Sengaja penulis menuliskan nama lengkap beserta gelar pendidikan dan gelar kehormatannya, untuk memberikan pemahaman secara utuh tentang siapa-siapa yang merumuskan Pancasila, sehingga kita semua dapat memahami tingkat kematangan dan keagungan cara berpikir para beliau tersebut.
Dalam perumusan Pancasila, pilihan kata pada masing-masing frasa dalam setiap sila dirumuskan secara seksama, pun demikian dengan penempatan tanda baca, baik "." titik maupun "/" garis miring.
Para perumus Pancasila yang sebagaian dari para beliau itu memiliki gelar Mr. (didepan namanya) singkatan dari Meester in de Rechten adalah sebuah gelar yang diperoleh seseorang setelah menyelesaikan studinya dalam ilmu hukum pada sebuah universitas yang mengikuti sistem yang berlaku di Belanda, sangat memahami akibat hukum dari penempatan tanda "/" (garis miring) pada dasar negara.
Fungsi dari tanda baca berperan untuk menunjukkan struktur dan organisasi suatu tulisan. Para pendiri NKRI sekaligus perumus dari Pancasila, secara sengaja menempatkan tanda "/" diantara dua kata yaitu permusyawaratan dan perwakilan, dengan tujuan untuk menunjukkan jika kata "permusyawaratan"yang berada di depan "/" (garis miring) dan kata perwakilan yang berada di belakang "/" (garis miring), meskipun memiliki fungsi operasional yang berbeda, tetapi memiliki derajat dan kedudukan yang setara.
Tanda "/" bisa memiliki banyak arti kata tergantung pada konteksnya. Contohnya jika merujuk pada konteks AD/ART, maka "/" bisa memiliki arti kata "dan", sehingga dibaca AD dan ART.
Jika merujuk pada konteks Rp. 5/lembar maka tanda "/" bisa memiliki arti kata "setiap", artinya lima rupiah untuk setiap lembarnya.

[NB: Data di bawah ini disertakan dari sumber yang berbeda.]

//! Value transfers and the transaction signature codec.
//!
//! Signing never touches a free-form serialization. The unsigned transaction
//! is encoded with the deterministic binary codec, prefixed with a versioned
//! domain tag and the encoded length, and hashed:
//!
//! ```text
//! signing_hash = SHA3-256("\x19POWCHAIN_TX_V1" || u64_le(len(enc)) || enc)
//! ```
//!
//! The signature over that hash is recoverable, so the sender's address is
//! derived from `{v, r, s}` and compared against `from`.

use crate::crypto::key_pair::{CryptoError, PrivateKey, RecoverableSignature};
use crate::types::address::Address;
use crate::types::bytes::Bytes;
use crate::types::encoding::Encode;
use crate::types::hash::Hash;
use powchain_derive::{BinaryCodec, Error};

/// Domain tag mixed into every transaction signing hash.
pub const SIGNING_DOMAIN_TAG: &[u8] = b"\x19POWCHAIN_TX_V1";

const TX_ID_TAG: &[u8] = b"POWCHAIN_TXID";

#[derive(Debug, Clone, PartialEq, Eq, Error)]
pub enum TxError {
    #[error("invalid signature")]
    InvalidSignature,
    #[error("invalid nonce: expected {expected}, got {actual}")]
    InvalidNonce { expected: u64, actual: u64 },
    #[error("insufficient funds: balance {balance}, required {required}")]
    InsufficientFunds { balance: u64, required: u64 },
    #[error("wrong chain id: expected {expected}, got {actual}")]
    WrongChain { expected: u16, actual: u16 },
    #[error("sender and recipient are the same account")]
    SelfTransfer,
    #[error("transfer value must be greater than zero")]
    ZeroValue,
    #[error("amount overflows u64")]
    Overflow,
    #[error("replacement tip {offered} does not exceed pending tip {pending}")]
    TipTooLow { offered: u64, pending: u64 },
}

/// Unsigned transfer instruction.
#[derive(Debug, Clone, PartialEq, Eq, BinaryCodec)]
pub struct Transaction {
    pub chain_id: u16,
    pub from: Address,
    pub to: Address,
    /// Must equal the sender's ledger nonce when applied.
    pub nonce: u64,
    pub value: u64,
    /// Paid to the block beneficiary.
    pub tip: u64,
    /// Opaque payload; never interpreted.
    pub data: Bytes,
    /// Milliseconds since the unix epoch, as chosen by the sender.
    pub timestamp: u64,
}

impl Transaction {
    /// Hash that the sender signs.
    pub fn signing_hash(&self) -> Hash {
        let encoded = self.encode_to_vec();
        let mut h = Hash::sha3();
        h.update(SIGNING_DOMAIN_TAG);
        (encoded.len() as u64).encode(&mut h);
        h.update(&encoded);
        h.finalize()
    }

    pub fn sign(self, key: &PrivateKey) -> Result<SignedTransaction, CryptoError> {
        let signature = key.sign_prehash(&self.signing_hash())?;
        Ok(SignedTransaction {
            tx: self,
            signature,
        })
    }

    /// Total debit from the sender: `value + tip`.
    pub fn cost(&self) -> Result<u64, TxError> {
        self.value.checked_add(self.tip).ok_or(TxError::Overflow)
    }

    /// Stateless field checks: chain id, distinct accounts, non-zero value.
    pub fn check_fields(&self, chain_id: u16) -> Result<(), TxError> {
        if self.chain_id != chain_id {
            return Err(TxError::WrongChain {
                expected: chain_id,
                actual: self.chain_id,
            });
        }
        if self.from == self.to {
            return Err(TxError::SelfTransfer);
        }
        if self.value == 0 {
            return Err(TxError::ZeroValue);
        }
        self.cost().map(|_| ())
    }
}

/// Transaction plus the sender's recoverable signature. Immutable once built.
#[derive(Debug, Clone, PartialEq, Eq, BinaryCodec)]
pub struct SignedTransaction {
    pub tx: Transaction,
    pub signature: RecoverableSignature,
}

impl SignedTransaction {
    /// Unique identifier over the full signed encoding.
    pub fn id(&self) -> Hash {
        Hash::tagged(TX_ID_TAG, self)
    }

    pub fn sender(&self) -> Address {
        self.tx.from
    }

    pub fn nonce(&self) -> u64 {
        self.tx.nonce
    }

    pub fn tip(&self) -> u64 {
        self.tx.tip
    }

    /// Recovers the signer from `{v, r, s}` over the signing hash and checks
    /// that it is `from`.
    pub fn recover_sender(&self) -> Result<Address, TxError> {
        let signer = self
            .signature
            .recover(&self.tx.signing_hash())
            .map_err(|_| TxError::InvalidSignature)?;
        if signer.address() != self.tx.from {
            return Err(TxError::InvalidSignature);
        }
        Ok(signer.address())
    }

    /// Everything that can be checked without a ledger.
    pub fn validate(&self, chain_id: u16) -> Result<(), TxError> {
        self.tx.check_fields(chain_id)?;
        self.recover_sender().map(|_| ())
    }
}

#[cfg(test)]
mod tests {
    use super::*;
    use crate::types::encoding::Decode;
    use crate::utils::test_utils::utils::{TEST_CHAIN_ID, key, transfer, unsigned_transfer};

    #[test]
    fn recovered_sender_is_from() {
        for seed in 1..=5u8 {
            let sender = key(seed);
            let tx = transfer(&sender, key(seed + 10).address(), 0, 25, 1);
            assert_eq!(tx.recover_sender(), Ok(sender.address()));
            assert_eq!(tx.validate(TEST_CHAIN_ID), Ok(()));
        }
    }

    #[test]
    fn any_flipped_signature_byte_fails() {
        let tx = transfer(&key(1), key(2).address(), 0, 25, 1);
        let raw = tx.signature.encode_to_vec();
        assert_eq!(raw.len(), 65);

        for i in 0..raw.len() {
            let mut tampered = raw.clone();
            tampered[i] ^= 0x01;
            let mut forged = tx.clone();
            forged.signature = RecoverableSignature::from_bytes(&tampered).unwrap();
            assert_eq!(forged.recover_sender(), Err(TxError::InvalidSignature), "byte {i}");
        }
    }

    #[test]
    fn altered_field_invalidates_signature() {
        let mut tx = transfer(&key(1), key(2).address(), 0, 25, 1);
        tx.tx.value = 26;
        assert_eq!(tx.recover_sender(), Err(TxError::InvalidSignature));
    }

    #[test]
    fn claiming_another_sender_fails() {
        let mut tx = transfer(&key(1), key(2).address(), 0, 25, 1);
        tx.tx.from = key(3).address();
        assert_eq!(tx.recover_sender(), Err(TxError::InvalidSignature));
    }

    #[test]
    fn signing_hash_is_domain_separated_and_length_prefixed() {
        let tx = unsigned_transfer(key(1).address(), key(2).address(), 0, 25, 1);
        let enc = tx.encode_to_vec();

        let mut expected = Hash::sha3();
        expected.update(b"\x19POWCHAIN_TX_V1");
        expected.update(&(enc.len() as u64).to_le_bytes());
        expected.update(&enc);
        assert_eq!(tx.signing_hash(), expected.finalize());

        let mut bare = Hash::sha3();
        bare.update(&enc);
        assert_ne!(tx.signing_hash(), bare.finalize());
    }

    #[test]
    fn field_checks() {
        let a = key(1).address();
        let b = key(2).address();

        assert_eq!(
            unsigned_transfer(a, a, 0, 1, 0).check_fields(TEST_CHAIN_ID),
            Err(TxError::SelfTransfer)
        );
        assert_eq!(
            unsigned_transfer(a, b, 0, 0, 5).check_fields(TEST_CHAIN_ID),
            Err(TxError::ZeroValue)
        );
        assert_eq!(
            unsigned_transfer(a, b, 0, 1, 0).check_fields(TEST_CHAIN_ID + 1),
            Err(TxError::WrongChain {
                expected: TEST_CHAIN_ID + 1,
                actual: TEST_CHAIN_ID
            })
        );
        assert_eq!(
            unsigned_transfer(a, b, 0, u64::MAX, 1).check_fields(TEST_CHAIN_ID),
            Err(TxError::Overflow)
        );
    }

    #[test]
    fn id_covers_signature() {
        let sender = key(1);
        let unsigned = unsigned_transfer(sender.address(), key(2).address(), 0, 25, 1);
        let signed = unsigned.clone().sign(&sender).unwrap();
        let mut other = signed.clone();
        other.signature.s[31] ^= 1;

        assert_ne!(signed.id(), other.id());
        assert_eq!(SignedTransaction::from_bytes(&signed.encode_to_vec()).unwrap(), signed);
    }
}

Jika merujuk pada konteks "...permusyawaratan/perwakilan.", bisa memiliki arti kata "atau" sehingga idealnya pada akhiran sila ke-4 dari Pancasila dibaca dengan: "...permusyawaratan atau perwakilan.", atau jika ada pihak-pihak yang merasa lebih pas jika dibaca sebagai: "...permusyawaratan dan perwakilan.", silahkan dibuka forum dialog untuk mencari format yang paling pas dengan mengacu pada suasana kebatinan pada saat Pancasila itu dirumuskan.
Kembali pada soal pemilihan presiden secara langsung itupun masih sesuai dengan rumusan "permusyawaratan", karena seluruh rakyat Indonesia diberi kesempatan untuk bermusyawarah dalam pilpres untuk memilih siapa yang akan menjadi Presiden RI selanjutnya, namun demikian tidak semua warga negara diberi hak untuk memilih, yang memiliki hak untuk memilih hanyalah mereka yang telah berusia 17 (tujuh belas) tahun atau sudah/pernah kawin.
Semoga dalam pemerintahan Presiden Prabowo Subianto mendatang, cara membaca Pancasila bisa dibakukan untuk diajarkan di sekolah-sekolah dari tingkat terendah sampai yang tertinggi di seluruh Indonesia.
Sebagai dasar negara Indonesia Pancasila adalah hal sakral sehinga cara membacanya pun haruslah dibakukan.[***]
*Penulis adalah Ketua Gerakan Masyarakat Pembacaan Baku Pancasila.